_Work instructions:_ Each entry that follows should be retyped exactly.

_Input for this task:_
- Opening Delimiter -

//! On-chain program-event decoding.
//!
//! Fetching logs from an RPC node (and everything wallet-related) happens
//! upstream; this adapter receives already-fetched event logs as JSON lines
//! and decodes them into normalized trades. Each log line is a tagged event
//! record; only `fill` events become trades, and unrecognized event kinds
//! are skipped rather than failing the batch, since program upgrades add
//! kinds faster than dashboards learn them.

use crate::error::AdapterError;
use chrono::TimeZone;
use chrono::Utc;
use core_types::{validate_batch, NormalizedTrade, OrderType, Side};
use rust_decimal::Decimal;
use serde::Deserialize;
use std::str::FromStr;
use tracing::{info, warn};

/// Program environment for the on-chain source.
#[derive(Debug, Clone, Deserialize)]
pub struct OnChainEnv {
    pub rpc_url: String,
    pub program_id: String,
    pub version: u32,
}

/// The program layout this decoder understands.
pub const SUPPORTED_PROGRAM_VERSION: u32 = 6;

/// One decoded log message.
#[derive(Debug, Deserialize)]
#[serde(tag = "event", rename_all = "snake_case")]
enum ProgramEvent {
    Fill(FillEvent),
    #[serde(other)]
    Unrecognized,
}

/// A position-closing fill. On-chain fills frequently lack price/size (the
/// program logs pnl and fees without ticker context), so those stay optional
/// and propagate as unknown.
#[derive(Debug, Deserialize)]
struct FillEvent {
    #[serde(default)]
    id: Option<String>,
    /// Unix seconds.
    ts: i64,
    market: String,
    side: String,
    #[serde(default)]
    order_type: Option<String>,
    #[serde(default)]
    entry_price: Option<Decimal>,
    #[serde(default)]
    exit_price: Option<Decimal>,
    #[serde(default)]
    size: Option<Decimal>,
    pnl_usd: Decimal,
    fees_usd: Decimal,
    #[serde(default)]
    fee_funding_usd: Option<Decimal>,
    #[serde(default)]
    duration_secs: Option<i64>,
}

/// Decodes a JSON-lines event log into a validated batch. Malformed lines
/// and out-of-range timestamps are structured errors; a version mismatch
/// rejects the whole log up front.
pub fn decode_onchain_trades(
    env: &OnChainEnv,
    raw_logs: &str,
) -> Result<Vec<NormalizedTrade>, AdapterError> {
    if env.version != SUPPORTED_PROGRAM_VERSION {
        return Err(AdapterError::UnsupportedVersion {
            found: env.version,
            supported: SUPPORTED_PROGRAM_VERSION,
        });
    }

    let mut trades = Vec::new();
    let mut skipped = 0usize;
    for (idx, line) in raw_logs.lines().enumerate() {
        let line_no = idx + 1;
        let line = line.trim();
        if line.is_empty() {
            continue;
        }

        let event: ProgramEvent =
            serde_json::from_str(line).map_err(|e| AdapterError::Decode {
                line: line_no,
                message: e.to_string(),
            })?;
        match event {
            ProgramEvent::Fill(fill) => {
                let index = trades.len();
                trades.push(fill_to_trade(fill, line_no, index)?);
            }
            ProgramEvent::Unrecognized => {
                skipped += 1;
                warn!(line = line_no, "skipping unrecognized program event");
            }
        }
    }

    validate_batch(&trades)?;
    info!(
        trades = trades.len(),
        skipped,
        program = %env.program_id,
        "on-chain decode complete"
    );
    Ok(trades)
}

fn fill_to_trade(
    fill: FillEvent,
    line: usize,
    index: usize,
) -> Result<NormalizedTrade, AdapterError> {
    let ts = Utc
        .timestamp_opt(fill.ts, 0)
        .single()
        .ok_or_else(|| AdapterError::Decode {
            line,
            message: format!("timestamp {} out of range", fill.ts),
        })?;
    let side = Side::from_str(&fill.side).map_err(|e| AdapterError::Decode {
        line,
        message: e.to_string(),
    })?;

    // Fills without an explicit id get a synthesized, batch-stable one.
    let id = fill
        .id
        .unwrap_or_else(|| format!("{}-{}-{}", fill.market, fill.ts, index));

    Ok(NormalizedTrade {
        id,
        ts,
        symbol: fill.market,
        side,
        order_type: fill
            .order_type
            .as_deref()
            .map(OrderType::from_source)
            .unwrap_or(OrderType::Unknown),
        entry_price: fill.entry_price,
        exit_price: fill.exit_price,
        size: fill.size,
        pnl_usd: fill.pnl_usd,
        fees_usd: fill.fees_usd,
        fee_maker_usd: None,
        fee_taker_usd: None,
        fee_funding_usd: fill.fee_funding_usd,
        duration_secs: fill.duration_secs,
        tags: Vec::new(),
        notes: String::new(),
    })
}

#[cfg(test)]
mod tests {
    use super::*;
    use rust_decimal_macros::dec;

    fn env() -> OnChainEnv {
        OnChainEnv {
            rpc_url: "https://api.devnet.solana.com".to_string(),
            program_id: "DrvsPrgrm1111111111111111111111111111111111".to_string(),
            version: SUPPORTED_PROGRAM_VERSION,
        }
    }

    #[test]
    fn decodes_fill_events() {
        let logs = concat!(
            r#"{"event":"fill","id":"f-1","ts":1767225600,"market":"SOL-PERP","side":"long","order_type":"limit","entry_price":"100","exit_price":"104","size":"2","pnl_usd":"8","fees_usd":"0.4"}"#,
            "\n",
            r#"{"event":"fill","ts":1767312000,"market":"ETH-PERP","side":"short","pnl_usd":"-3","fees_usd":"0.2","fee_funding_usd":"0.05"}"#,
            "\n",
        );
        let trades = decode_onchain_trades(&env(), logs).unwrap();
        assert_eq!(trades.len(), 2);

        assert_eq!(trades[0].id, "f-1");
        assert_eq!(trades[0].symbol, "SOL-PERP");
        assert_eq!(trades[0].side, Side::Long);
        assert_eq!(trades[0].order_type, OrderType::Limit);
        assert_eq!(trades[0].pnl_usd, dec!(8));

        // Sparse fill: synthesized id, unknown order type, no price/size.
        assert_eq!(trades[1].id, "ETH-PERP-1767312000-1");
        assert_eq!(trades[1].order_type, OrderType::Unknown);
        assert_eq!(trades[1].entry_price, None);
        assert_eq!(trades[1].size, None);
        assert_eq!(trades[1].fee_funding_usd, Some(dec!(0.05)));
    }

    #[test]
    fn unrecognized_events_are_skipped() {
        let logs = concat!(
            r#"{"event":"funding_settled","ts":1767225600,"market":"SOL-PERP","amount":"0.01"}"#,
            "\n",
            r#"{"event":"fill","id":"f-1","ts":1767225600,"market":"SOL-PERP","side":"long","pnl_usd":"1","fees_usd":"0.1"}"#,
            "\n",
        );
        let trades = decode_onchain_trades(&env(), logs).unwrap();
        assert_eq!(trades.len(), 1);
        assert_eq!(trades[0].id, "f-1");
    }

    #[test]
    fn malformed_lines_fail_with_their_line_number() {
        let logs = concat!(
            r#"{"event":"fill","id":"f-1","ts":1767225600,"market":"SOL-PERP","side":"long","pnl_usd":"1","fees_usd":"0.1"}"#,
            "\n",
            "not-json\n",
        );
        match decode_onchain_trades(&env(), logs) {
            Err(AdapterError::Decode { line, .. }) => assert_eq!(line, 2),
            other => panic!("expected decode error, got {other:?}"),
        }
    }

    #[test]
    fn version_mismatch_rejects_the_log() {
        let mut env = env();
        env.version = 5;
        assert!(matches!(
            decode_onchain_trades(&env, ""),
            Err(AdapterError::UnsupportedVersion { found: 5, .. })
        ));
    }

    #[test]
    fn bad_side_is_a_decode_error() {
        let logs = r#"{"event":"fill","id":"f-1","ts":1767225600,"market":"SOL-PERP","side":"up","pnl_usd":"1","fees_usd":"0.1"}"#;
        assert!(matches!(
            decode_onchain_trades(&env(), logs),
            Err(AdapterError::Decode { line: 1, .. })
        ));
    }

    #[test]
    fn empty_log_is_an_empty_batch() {
        assert!(decode_onchain_trades(&env(), "").unwrap().is_empty());
        assert!(decode_onchain_trades(&env(), "\n\n").unwrap().is_empty());
    }
}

- Closing Delimiter -

_Answer for the task:_
//! On-chain program-event decoding.
//!
//! Fetching logs from an RPC node (and everything wallet-related) happens
//! upstream; this adapter receives already-fetched event logs as JSON lines
//! and decodes them into normalized trades. Each log line is a tagged event
//! record; only `fill` events become trades, and unrecognized event kinds
//! are skipped rather than failing the batch, since program upgrades add
//! kinds faster than dashboards learn them.

use crate::error::AdapterError;
use chrono::TimeZone;
use chrono::Utc;
use core_types::{validate_batch, NormalizedTrade, OrderType, Side};
use rust_decimal::Decimal;
use serde::Deserialize;
use std::str::FromStr;
use tracing::{info, warn};

/// Program environment for the on-chain source.
#[derive(Debug, Clone, Deserialize)]
pub struct OnChainEnv {
    pub rpc_url: String,
    pub program_id: String,
    pub version: u32,
}

/// The program layout this decoder understands.
pub const SUPPORTED_PROGRAM_VERSION: u32 = 6;

/// One decoded log message.
#[derive(Debug, Deserialize)]
#[serde(tag = "event", rename_all = "snake_case")]
enum ProgramEvent {
    Fill(FillEvent),
    #[serde(other)]
    Unrecognized,
}

/// A position-closing fill. On-chain fills frequently lack price/size (the
/// program logs pnl and fees without ticker context), so those stay optional
/// and propagate as unknown.
#[derive(Debug, Deserialize)]
struct FillEvent {
    #[serde(default)]
    id: Option<String>,
    /// Unix seconds.
    ts: i64,
    market: String,
    side: String,
    #[serde(default)]
    order_type: Option<String>,
    #[serde(default)]
    entry_price: Option<Decimal>,
    #[serde(default)]
    exit_price: Option<Decimal>,
    #[serde(default)]
    size: Option<Decimal>,
    pnl_usd: Decimal,
    fees_usd: Decimal,
    #[serde(default)]
    fee_funding_usd: Option<Decimal>,
    #[serde(default)]
    duration_secs: Option<i64>,
}

/// Decodes a JSON-lines event log into a validated batch. Malformed lines
/// and out-of-range timestamps are structured errors; a version mismatch
/// rejects the whole log up front.
pub fn decode_onchain_trades(
    env: &OnChainEnv,
    raw_logs: &str,
) -> Result<Vec<NormalizedTrade>, AdapterError> {
    if env.version != SUPPORTED_PROGRAM_VERSION {
        return Err(AdapterError::UnsupportedVersion {
            found: env.version,
            supported: SUPPORTED_PROGRAM_VERSION,
        });
    }

    let mut trades = Vec::new();
    let mut skipped = 0usize;
    for (idx, line) in raw_logs.lines().enumerate() {
        let line_no = idx + 1;
        let line = line.trim();
        if line.is_empty() {
            continue;
        }

        let event: ProgramEvent =
            serde_json::from_str(line).map_err(|e| AdapterError::Decode {
                line: line_no,
                message: e.to_string(),
            })?;
        match event {
            ProgramEvent::Fill(fill) => {
                let index = trades.len();
                trades.push(fill_to_trade(fill, line_no, index)?);
            }
            ProgramEvent::Unrecognized => {
                skipped += 1;
                warn!(line = line_no, "skipping unrecognized program event");
            }
        }
    }

    validate_batch(&trades)?;
    info!(
        trades = trades.len(),
        skipped,
        program = %env.program_id,
        "on-chain decode complete"
    );
    Ok(trades)
}

fn fill_to_trade(
    fill: FillEvent,
    line: usize,
    index: usize,
) -> Result<NormalizedTrade, AdapterError> {
    let ts = Utc
        .timestamp_opt(fill.ts, 0)
        .single()
        .ok_or_else(|| AdapterError::Decode {
            line,
            message: format!("timestamp {} out of range", fill.ts),
        })?;
    let side = Side::from_str(&fill.side).map_err(|e| AdapterError::Decode {
        line,
        message: e.to_string(),
    })?;

    // Fills without an explicit id get a synthesized, batch-stable one.
    let id = fill
        .id
        .unwrap_or_else(|| format!("{}-{}-{}", fill.market, fill.ts, index));

    Ok(NormalizedTrade {
        id,
        ts,
        symbol: fill.market,
        side,
        order_type: fill
            .order_type
            .as_deref()
            .map(OrderType::from_source)
            .unwrap_or(OrderType::Unknown),
        entry_price: fill.entry_price,
        exit_price: fill.exit_price,
        size: fill.size,
        pnl_usd: fill.pnl_usd,
        fees_usd: fill.fees_usd,
        fee_maker_usd: None,
        fee_taker_usd: None,
        fee_funding_usd: fill.fee_funding_usd,
        duration_secs: fill.duration_secs,
        tags: Vec::new(),
        notes: String::new(),
    })
}

#[cfg(test)]
mod tests {
    use super::*;
    use rust_decimal_macros::dec;

    fn env() -> OnChainEnv {
        OnChainEnv {
            rpc_url: "https://api.devnet.solana.com".to_string(),
            program_id: "DrvsPrgrm1111111111111111111111111111111111".to_string(),
            version: SUPPORTED_PROGRAM_VERSION,
        }
    }

    #[test]
    fn decodes_fill_events() {
        let logs = concat!(
            r#"{"event":"fill","id":"f-1","ts":1767225600,"market":"SOL-PERP","side":"long","order_type":"limit","entry_price":"100","exit_price":"104","size":"2","pnl_usd":"8","fees_usd":"0.4"}"#,
            "\n",
            r#"{"event":"fill","ts":1767312000,"market":"ETH-PERP","side":"short","pnl_usd":"-3","fees_usd":"0.2","fee_funding_usd":"0.05"}"#,
            "\n",
        );
        let trades = decode_onchain_trades(&env(), logs).unwrap();
        assert_eq!(trades.len(), 2);

        assert_eq!(trades[0].id, "f-1");
        assert_eq!(trades[0].symbol, "SOL-PERP");
        assert_eq!(trades[0].side, Side::Long);
        assert_eq!(trades[0].order_type, OrderType::Limit);
        assert_eq!(trades[0].pnl_usd, dec!(8));

        // Sparse fill: synthesized id, unknown order type, no price/size.
        assert_eq!(trades[1].id, "ETH-PERP-1767312000-1");
        assert_eq!(trades[1].order_type, OrderType::Unknown);
        assert_eq!(trades[1].entry_price, None);
        assert_eq!(trades[1].size, None);
        assert_eq!(trades[1].fee_funding_usd, Some(dec!(0.05)));
    }

    #[test]
    fn unrecognized_events_are_skipped() {
        let logs = concat!(
            r#"{"event":"funding_settled","ts":1767225600,"market":"SOL-PERP","amount":"0.01"}"#,
            "\n",
            r#"{"event":"fill","id":"f-1","ts":1767225600,"market":"SOL-PERP","side":"long","pnl_usd":"1","fees_usd":"0.1"}"#,
            "\n",
        );
        let trades = decode_onchain_trades(&env(), logs).unwrap();
        assert_eq!(trades.len(), 1);
        assert_eq!(trades[0].id, "f-1");
    }

    #[test]
    fn malformed_lines_fail_with_their_line_number() {
        let logs = concat!(
            r#"{"event":"fill","id":"f-1","ts":1767225600,"market":"SOL-PERP","side":"long","pnl_usd":"1","fees_usd":"0.1"}"#,
            "\n",
            "not-json\n",
        );
        match decode_onchain_trades(&env(), logs) {
            Err(AdapterError::Decode { line, .. }) => assert_eq!(line, 2),
            other => panic!("expected decode error, got {other:?}"),
        }
    }

    #[test]
    fn version_mismatch_rejects_the_log() {
        let mut env = env();
        env.version = 5;
        assert!(matches!(
            decode_onchain_trades(&env, ""),
            Err(AdapterError::UnsupportedVersion { found: 5, .. })
        ));
    }

    #[test]
    fn bad_side_is_a_decode_error() {
        let logs = r#"{"event":"fill","id":"f-1","ts":1767225600,"market":"SOL-PERP","side":"up","pnl_usd":"1","fees_usd":"0.1"}"#;
        assert!(matches!(
            decode_onchain_trades(&env(), logs),
            Err(AdapterError::Decode { line: 1, .. })
        ));
    }

    #[test]
    fn empty_log_is_an_empty_batch() {
        assert!(decode_onchain_trades(&env(), "").unwrap().is_empty());
        assert!(decode_onchain_trades(&env(), "\n\n").unwrap().is_empty());
    }
}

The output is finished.